By STEPHANIE BUNKER
Moapa Valley Progress
Logandale resident Travis Draper had luck on his side when he went hunting for a cougar over Thanksgiving weekend. Draper had been putting in for the tag for the last 10 years. He was fortunate to draw the only nonresident cougar tag given out in the Utah Wasatch Strawberry unit, an area where only 10 cougar tags were given out total.
Originally from Payson, Draper was excited to be able to go back out and hunt cougar in the area where he grew up. It was something he had never done before.
Draper had foot surgery only a month and a half ago, so he was a little nervous for what to expect on this hunt. But luck was on his side and he got the best circumstances he could have ever asked for.

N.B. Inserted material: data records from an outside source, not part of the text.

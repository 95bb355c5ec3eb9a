//! HTTP routes, one file per area.

use std::time::Instant;

use axum::extract::{MatchedPath, Request};
use axum::middleware::{self, Next};
use axum::response::Response;
use axum::routing::get;
use axum::Router;
use tower::ServiceBuilder;
use tracing::info;

use crate::AppState;

pub mod public;
pub mod quotes;
pub mod system;
pub mod waste;

/// Router for every endpoint.
pub fn router() -> Router<AppState> {
    let admin = Router::new().merge(quotes::router()).merge(waste::router());

    Router::new()
        .route("/health", get(system::health))
        .merge(public::router())
        .nest("/admin", admin)
        .layer(ServiceBuilder::new().layer(middleware::from_fn(log_requests)))
}

/// Logs the route template, never the concrete path: public paths carry
/// capability tokens.
async fn log_requests(req: Request, next: Next) -> Response {
    let method = req.method().clone();
    let route = req
        .extensions()
        .get::<MatchedPath>()
        .map(|path| path.as_str().to_owned())
        .unwrap_or_else(|| "unmatched".to_owned());
    let started = Instant::now();

    let response = next.run(req).await;

    info!(
        %method,
        route = %route,
        status = response.status().as_u16(),
        elapsed_ms = started.elapsed().as_millis() as u64,
        "Request handled"
    );
    response
}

Draper hired a guide service called Sportsman Dream LLC to help him hunt the cat. The season for this tag is open for 6 months, from November to May. Draper and the guide service decided to give Thanksgiving weekend a try since he would be in the area anyway and had time off work.
“We hunted Friday and didn’t see anything, so we decided to give it another try on Saturday,” Draper said.
That day the party came across some land tracks. So they let the dogs loose to see what they could find.
Draper explained that it is more difficult for the dogs to pick up a scent when there is no snow on the ground. So the guide was patient with them.
The dogs had been gone for a while and the hunting party was hanging out and chatting. One dog came back up the road so they checked the GPS to track down the other dogs. According to the GPS the dogs had a cat cornered in a tree. So they took off to go take a look at the cougar.
According to Draper, cougar hunting parties have been known to have to hike 10-15 miles just in chasing a cat down. But on that lucky Saturday they found the cat up the tree only 150 yards from the road.
“We could see the cat from the 4-wheeler!” Draper said.
The group took pictures of the cat and thoroughly checked to determine if it was the cat he wanted. “I decided I wanted him so I took a couple shots at it and it came out of the tree.”
The hunters got the four wheelers close enough that they only had to carry it about 45 yards.
From what the group could tell the tom cat was a mature four year old. But they won’t know the official specifics on the animal until the Utah Fish and Game Department comes back with DNA tests. Draper explained that after the cat is shot it must be taken it into a game officer where they extract a tooth for DNA testing and put a tag on the pelt.
Draper wanted to hunt this specific area because it was close to home and it was a tag that wasn’t easy to acquire.
“In Nevada you can go buy a cougar tag,” he said. “But in this area you can be up there for a week and not see anyone else that is hunting the same thing.”
Draper also expressed how he enjoyed that the area was so close to the home he grew up in. “It gave me an excuse to go back home,” he said.
Draper enjoyed the hunt and couldn’t believe how everything came together so perfectly. “It was good to be with confident people that know what they are doing,” he said. “And, of course, luck had a huge part.”